Ambiguous Lives

$24.95

Free Women of Color in Rural Georgia, 1789–1879
Adele Logan Alexander
978-1-55728-215-6 (paper)
December 1992

 

Historians have produced scores of studies on white men, extraordinary white women, and even the often anonymous mass of enslaved Black people in the United States. But in this innovative work, Adele Logan Alexander chronicles there heretofore undocumented dilemmas of one of nineteenth-century America’s most marginalized groups—free women of color in the rural South.

Ambiguous Lives focuses on the women of Alexander’s own family as representative of this subcaste of the African-American community. Their forbears, in fact, included Africans, Native Americans, and whites. Neither black nor white, affluent nor impoverished, enslaved nor truly free, these women of color lived and died in a shadowy realm situated somewhere between the legal, social, and economic extremes of empowered whites and subjugated blacks. Yet, as Alexander persuasively argues, these lives are worthy of attention precisely because of these ambiguities—because the intricacies, gradations, and subtleties of their anomalous experience became part of the tangled skein of American history and exemplify our country’s endless diversity, complexity, and self-contradictions.

Written as a “reclamation” of a long-ignored substratum of our society, Ambiguous Lives is more than the story of one family—it is a well-researched and fascinating profile of America, its race and gender relations, and its complex cultural weave.

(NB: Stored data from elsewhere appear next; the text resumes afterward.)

//! Lifecycle management subsystem.
//!
//! # Data Flow
//! ```text
//! Startup (startup.rs):
//!     Load settings → Open pool → Bind listener → Spawn reload sources
//!
//! Reload (trigger.rs → reconciler.rs):
//!     watcher / POST /api/reload-env / SIGHUP → ReloadTrigger
//!     → Reconciler: load, swap snapshot, diff
//!     → ResourcePool::schedule and/or ServerLifecycle::schedule_restart
//!
//! Shutdown (shutdown.rs, signals.rs):
//!     SIGTERM/SIGINT → stop reload sources → drain listener → close pool
//! ```
//!
//! # Design Decisions
//! - Handlers never hold the Reconciler; they talk to it through a channel
//! - Each resource serializes its own transitions and drops stale generations
//! - Shutdown drain has a timeout: the serve task is aborted after it

pub mod reconciler;
pub mod server;
pub mod shutdown;
pub mod signals;
pub mod startup;
pub mod state;
pub mod trigger;

pub use reconciler::{Reconciler, Reload, ReloadReport};
pub use server::{RestartOutcome, RouterFactory, ServeError, ServerLifecycle, ServerState};
pub use shutdown::{Shutdown, ShutdownSignal};
pub use startup::{launch, Runtime, RuntimeOptions, StartupError};
pub use state::ProcessState;
pub use trigger::{ReloadError, ReloadSource, ReloadTrigger};
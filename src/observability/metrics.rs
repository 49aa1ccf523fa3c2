//! Metrics collection and exposition.
//!
//! # Metrics
//! - `hotenv_reloads_total` (counter): reloads by source and outcome
//! - `hotenv_db_connect_total` (counter): connect attempts by outcome
//! - `hotenv_db_connected` (gauge): 1 while a pool is published
//! - `hotenv_server_restarts_total` (counter): listener restarts by outcome
//! - `hotenv_requests_total` (counter): requests by method, status
//! - `hotenv_request_duration_seconds` (histogram): request latency
//!
//! Recording is a no-op until a recorder is installed, so tests never need
//! an exporter.

use std::net::SocketAddr;
use std::time::Instant;

use metrics::{counter, gauge, histogram};
use metrics_exporter_prometheus::{BuildError, PrometheusBuilder};

/// Install the Prometheus recorder with its scrape endpoint on `addr`.
pub fn init_metrics(addr: SocketAddr) -> Result<(), BuildError> {
    PrometheusBuilder::new().with_http_listener(addr).install()?;
    tracing::info!(address = %addr, "Metrics endpoint listening");
    Ok(())
}

pub fn record_reload(source: &'static str, success: bool) {
    counter!(
        "hotenv_reloads_total",
        "source" => source,
        "outcome" => outcome(success)
    )
    .increment(1);
}

pub fn record_db_connect(success: bool) {
    counter!("hotenv_db_connect_total", "outcome" => outcome(success)).increment(1);
}

pub fn record_db_connected(connected: bool) {
    gauge!("hotenv_db_connected").set(if connected { 1.0 } else { 0.0 });
}

pub fn record_restart(success: bool) {
    counter!("hotenv_server_restarts_total", "outcome" => outcome(success)).increment(1);
}

pub fn record_request(method: &str, status: u16, start: Instant) {
    let method = method.to_string();
    let status = status.to_string();
    counter!(
        "hotenv_requests_total",
        "method" => method.clone(),
        "status" => status.clone()
    )
    .increment(1);
    histogram!(
        "hotenv_request_duration_seconds",
        "method" => method,
        "status" => status
    )
    .record(start.elapsed().as_secs_f64());
}

fn outcome(success: bool) -> &'static str {
    if success {
        "success"
    } else {
        "failure"
    }
}
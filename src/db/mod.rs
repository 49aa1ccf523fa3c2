//! Database subsystem.
//!
//! # Data Flow
//! ```text
//! Settings.database_url
//!     → descriptor.rs (canonical ConnectionDescriptor)
//!     → pool.rs (ResourcePool: Closed → Opening → Open → Closing → Closed)
//!     → Connector / DatabasePool (postgres.rs in production)
//!
//! Request handlers:
//!     → ResourcePool::fetch_all / fetch_one
//!     → NotConnected while no handle is Open (mock.rs rows may stand in)
//! ```
//!
//! # Design Decisions
//! - The driver sits behind a trait seam so reconnection logic is testable
//! - Connection failures degrade to `db_connected = false`, never a crash
//! - Rows travel as JSON objects; tables are a closed enum

pub mod descriptor;
pub mod mock;
pub mod pool;
pub mod postgres;

use std::time::Duration;

use futures_util::future::BoxFuture;
use serde_json::Value;
use thiserror::Error;

pub use descriptor::ConnectionDescriptor;
pub use pool::{ReconcileOutcome, ResourcePool, ResourceState};
pub use postgres::PgConnector;

/// Bound on connect and liveness probe.
pub const DEFAULT_CONNECT_TIMEOUT: Duration = Duration::from_secs(5);

#[derive(Debug, Clone, Error)]
pub enum ConnectError {
    #[error("no driver for scheme {0:?}")]
    UnsupportedScheme(String),

    #[error("connection timed out after {0:?}")]
    Timeout(Duration),

    #[error("connection failed: {0}")]
    Driver(String),

    #[error("liveness probe failed: {0}")]
    Probe(#[from] QueryError),
}

#[derive(Debug, Clone, Error)]
#[error("{0}")]
pub struct QueryError(pub String);

#[derive(Debug, Clone, Error)]
#[error("failed to close pool: {0}")]
pub struct CloseError(pub String);

/// Why a data request could not be answered from the database.
#[derive(Debug, Clone, Error)]
pub enum DataError {
    #[error("database not connected")]
    NotConnected,

    #[error(transparent)]
    Query(#[from] QueryError),
}

/// Tables exposed through the data endpoints.
#[derive(Debug, Clone, Copy, PartialEq, Eq, Hash)]
pub enum Table {
    Users,
    Products,
    Tasks,
    Posts,
}

impl Table {
    pub const ALL: [Table; 4] = [Table::Users, Table::Products, Table::Tasks, Table::Posts];

    pub fn name(&self) -> &'static str {
        match self {
            Table::Users => "users",
            Table::Products => "products",
            Table::Tasks => "tasks",
            Table::Posts => "posts",
        }
    }

    /// Singular label used in "not found" messages.
    pub fn label(&self) -> &'static str {
        match self {
            Table::Users => "User",
            Table::Products => "Product",
            Table::Tasks => "Task",
            Table::Posts => "Post",
        }
    }
}

/// Opens pools for a descriptor.
pub trait Connector: Send + Sync {
    fn connect<'a>(
        &'a self,
        descriptor: &'a ConnectionDescriptor,
    ) -> BoxFuture<'a, Result<Box<dyn DatabasePool>, ConnectError>>;
}

/// An open connection pool.
pub trait DatabasePool: Send + Sync {
    /// One cheap round trip proving the pool can serve queries.
    fn probe(&self) -> BoxFuture<'_, Result<(), QueryError>>;

    fn fetch_all(&self, table: Table) -> BoxFuture<'_, Result<Vec<Value>, QueryError>>;

    fn fetch_one(&self, table: Table, id: i64) -> BoxFuture<'_, Result<Option<Value>, QueryError>>;

    fn close(&self) -> BoxFuture<'_, Result<(), CloseError>>;
}

#[cfg(test)]
pub(crate) mod testing;
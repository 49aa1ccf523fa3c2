//! Startup orchestration.
//!
//! # Order
//! ```text
//! load settings (missing file degrades to env + defaults)
//!     → open database pool (failure degrades to db_connected = false)
//!     → bind listener (failure is fatal)
//!     → spawn reload loop, config watcher, SIGHUP listener
//! ```
//!
//! [`Runtime::shutdown`] reverses it: stop background tasks, drain the
//! listener, close the pool.

use std::net::{IpAddr, Ipv4Addr, SocketAddr};
use std::sync::Arc;
use std::time::Duration;

use thiserror::Error;
use tokio::task::JoinHandle;

use crate::config::{ConfigSource, ConfigWatcher, WatchHandle, WatcherConfig};
use crate::db::{Connector, ResourcePool, DEFAULT_CONNECT_TIMEOUT};
use crate::http::{build_router, AppState, PageOptions};
use crate::lifecycle::reconciler::Reconciler;
use crate::lifecycle::server::{RouterFactory, ServeError, ServerLifecycle, DEFAULT_DRAIN_TIMEOUT};
use crate::lifecycle::shutdown::Shutdown;
use crate::lifecycle::signals;
use crate::lifecycle::state::ProcessState;
use crate::lifecycle::trigger::ReloadTrigger;

/// Pending reload requests beyond this are coalesced.
pub const RELOAD_QUEUE_CAPACITY: usize = 16;

#[derive(Debug, Error)]
pub enum StartupError {
    #[error("failed to start HTTP server: {0}")]
    Serve(#[from] ServeError),
}

/// Process-level options that are not hot-reloadable.
#[derive(Debug, Clone)]
pub struct RuntimeOptions {
    pub host: IpAddr,
    pub watcher: WatcherConfig,
    pub connect_timeout: Duration,
    pub drain_timeout: Duration,
    pub pages: PageOptions,
}

impl Default for RuntimeOptions {
    fn default() -> Self {
        Self {
            host: IpAddr::V4(Ipv4Addr::UNSPECIFIED),
            watcher: WatcherConfig::default(),
            connect_timeout: DEFAULT_CONNECT_TIMEOUT,
            drain_timeout: DEFAULT_DRAIN_TIMEOUT,
            pages: PageOptions::default(),
        }
    }
}

/// Everything started by [`launch`].
pub struct Runtime {
    state: Arc<ProcessState>,
    reconciler: Arc<Reconciler>,
    trigger: ReloadTrigger,
    shutdown: Shutdown,
    reload_task: JoinHandle<()>,
    watch: WatchHandle,
    hangup: JoinHandle<()>,
}

pub async fn launch(
    source: ConfigSource,
    connector: Arc<dyn Connector>,
    options: RuntimeOptions,
) -> Result<Runtime, StartupError> {
    let settings = source.load_or_default().await;
    tracing::info!(
        path = %source.path().display(),
        port = settings.port,
        mode = %settings.mode,
        database = %settings.descriptor(),
        mock_fallback = settings.mock_fallback,
        "Configuration loaded"
    );

    let state = Arc::new(ProcessState::new(settings.clone()));
    let pool = Arc::new(ResourcePool::new(connector, Arc::clone(&state), options.connect_timeout));
    if let Err(e) = pool.open(settings.descriptor()).await {
        tracing::warn!(error = %e, "Starting without a database connection");
    }

    let (trigger, queue) = ReloadTrigger::channel(RELOAD_QUEUE_CAPACITY);

    let app = AppState {
        process: Arc::clone(&state),
        pool: Arc::clone(&pool),
        reload: trigger.clone(),
        pages: Arc::new(options.pages.clone()),
    };
    let factory: RouterFactory = Arc::new(move |mode| build_router(app.clone(), mode));
    let server = Arc::new(ServerLifecycle::new(
        options.host,
        factory,
        Arc::clone(&state),
        options.drain_timeout,
    ));

    let addr = match server.start(&settings).await {
        Ok(addr) => addr,
        Err(e) => {
            pool.shutdown().await;
            return Err(e.into());
        }
    };

    let shutdown = Shutdown::new();
    let reconciler = Arc::new(Reconciler::new(
        source.clone(),
        Arc::clone(&state),
        pool,
        server,
    ));
    let reload_task = tokio::spawn(Arc::clone(&reconciler).run(queue, shutdown.subscribe()));
    let watch = ConfigWatcher::new(source.path(), options.watcher.clone(), trigger.clone())
        .spawn(shutdown.subscribe());
    let hangup = signals::spawn_reload_on_hangup(trigger.clone(), shutdown.subscribe());

    tracing::info!(
        address = %addr,
        db_connected = state.is_db_connected(),
        watch = watch.mode(),
        "Server running"
    );

    Ok(Runtime {
        state,
        reconciler,
        trigger,
        shutdown,
        reload_task,
        watch,
        hangup,
    })
}

impl Runtime {
    pub fn local_addr(&self) -> Option<SocketAddr> {
        self.reconciler.server().local_addr()
    }

    pub fn state(&self) -> &Arc<ProcessState> {
        &self.state
    }

    pub fn reconciler(&self) -> &Arc<Reconciler> {
        &self.reconciler
    }

    /// Handle for requesting reloads from outside the runtime.
    pub fn trigger(&self) -> ReloadTrigger {
        self.trigger.clone()
    }

    pub fn watch_mode(&self) -> &'static str {
        self.watch.mode()
    }

    /// Stop background tasks, drain the listener, then close the pool.
    pub async fn shutdown(self) {
        tracing::info!("Shutting down");
        self.shutdown.trigger();

        if let Err(e) = self.reload_task.await {
            tracing::warn!(error = %e, "Reload loop ended abnormally");
        }
        self.watch.join().await;
        if let Err(e) = self.hangup.await {
            tracing::warn!(error = %e, "Signal listener ended abnormally");
        }

        self.reconciler.shutdown().await;
        tracing::info!("Shutdown complete");
    }
}
//! Router assembly.
//!
//! # Responsibilities
//! - Mount the JSON API and the page fallback
//! - Serve the client build's static assets in production
//! - Wire up middleware (request id, tracing, compression, timeout, metrics)
//!
//! The listener itself is owned by [`ServerLifecycle`](crate::lifecycle::ServerLifecycle),
//! which calls [`build_router`] again whenever the mode changes.

use std::time::Duration;

use axum::extract::State;
use axum::http::Uri;
use axum::routing::any;
use axum::Router;
use tower_http::compression::CompressionLayer;
use tower_http::limit::RequestBodyLimitLayer;
use tower_http::request_id::{PropagateRequestIdLayer, SetRequestIdLayer};
use tower_http::services::ServeDir;
use tower_http::timeout::TimeoutLayer;
use tower_http::trace::TraceLayer;

use crate::config::EnvironmentMode;
use crate::http::middleware::track_requests;
use crate::http::request::{request_span, MakeRequestUuidV4, X_REQUEST_ID};
use crate::http::state::AppState;
use crate::http::{api, pages};

/// Upper bound on handling one request.
pub const REQUEST_TIMEOUT: Duration = Duration::from_secs(30);

/// No endpoint accepts a meaningful body.
pub const MAX_BODY_BYTES: usize = 64 * 1024;

/// Build the application router for `mode`.
#[allow(deprecated)]
pub fn build_router(state: AppState, mode: EnvironmentMode) -> Router {
    let page = any(move |State(state): State<AppState>, uri: Uri| pages::render_page(State(state), mode, uri));

    let router = api::routes();
    let router = if mode.is_production() {
        let assets = ServeDir::new(&state.pages.static_dir)
            .append_index_html_on_directories(false)
            .fallback(page.with_state(state.clone()));
        router.fallback_service(assets)
    } else {
        router.fallback(page)
    };

    router
        .with_state(state)
        .layer(axum::middleware::from_fn(track_requests))
        .layer(RequestBodyLimitLayer::new(MAX_BODY_BYTES))
        .layer(TimeoutLayer::new(REQUEST_TIMEOUT))
        .layer(CompressionLayer::new())
        .layer(TraceLayer::new_for_http().make_span_with(request_span))
        .layer(PropagateRequestIdLayer::new(X_REQUEST_ID))
        .layer(SetRequestIdLayer::new(X_REQUEST_ID, MakeRequestUuidV4))
}
//! Process-wide state read by request handlers.
//!
//! Written only by the Reconciler (settings, generation), the ResourcePool
//! (`db_connected`) and the ServerLifecycle (listening address).

use std::net::SocketAddr;
use std::sync::atomic::{AtomicBool, AtomicU64, Ordering};
use std::sync::Arc;

use arc_swap::{ArcSwap, ArcSwapOption};

use crate::config::Settings;

#[derive(Debug)]
pub struct ProcessState {
    settings: ArcSwap<Settings>,
    generation: AtomicU64,
    db_connected: AtomicBool,
    listening: ArcSwapOption<SocketAddr>,
}

impl ProcessState {
    pub fn new(settings: Settings) -> Self {
        Self {
            settings: ArcSwap::from_pointee(settings),
            generation: AtomicU64::new(0),
            db_connected: AtomicBool::new(false),
            listening: ArcSwapOption::empty(),
        }
    }

    /// Current settings snapshot.
    pub fn settings(&self) -> Arc<Settings> {
        self.settings.load_full()
    }

    /// Generation of the active snapshot; 0 until the first reload.
    pub fn generation(&self) -> u64 {
        self.generation.load(Ordering::SeqCst)
    }

    pub fn is_db_connected(&self) -> bool {
        self.db_connected.load(Ordering::SeqCst)
    }

    pub fn listening_addr(&self) -> Option<SocketAddr> {
        self.listening.load_full().map(|addr| *addr)
    }

    /// Install a new snapshot and return its generation.
    pub(crate) fn install(&self, settings: Arc<Settings>) -> u64 {
        self.settings.store(settings);
        self.generation.fetch_add(1, Ordering::SeqCst) + 1
    }

    pub(crate) fn set_db_connected(&self, connected: bool) {
        self.db_connected.store(connected, Ordering::SeqCst);
        crate::observability::metrics::record_db_connected(connected);
    }

    pub(crate) fn set_listening(&self, addr: Option<SocketAddr>) {
        self.listening.store(addr.map(Arc::new));
    }
}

Ambiguous Lives is a valuable act of reclamation and an elegant work of original scholarship. Adele Logan Alexander has given us a book for which we can all be grateful.”
—Henry Louis Gates, Jr.

“An engrossing story, Adele Logan Alexander’s Ambiguous Lives offers the first attempt to track the hidden story of free women of color in antebellum Georgia.”
—Elizabeth Fox-Genovese

“Adele Logan Alexander’s painstaking research uncovers a wealth of information that is sure to stimulate further research and discussion. The account is clearly written, concise, informative, and provides enjoyable reading.”
—Mary Frances Berry

“[Ambiguous Lives] is full of exciting research and penetrating analysis and forces us to rethink our assumptions about color and class in the Old South.”
—Catherine Clinton

“An extraordinary story, deeply researched and lovingly told. . . . Alexander adds immensely to our understanding of the complexity of Southern society.”
—Ira Berlin

1992 Myers Center Outstanding Book on Human Rights

The Black Community Studies Series was edited by Dr. Willard Gatewood.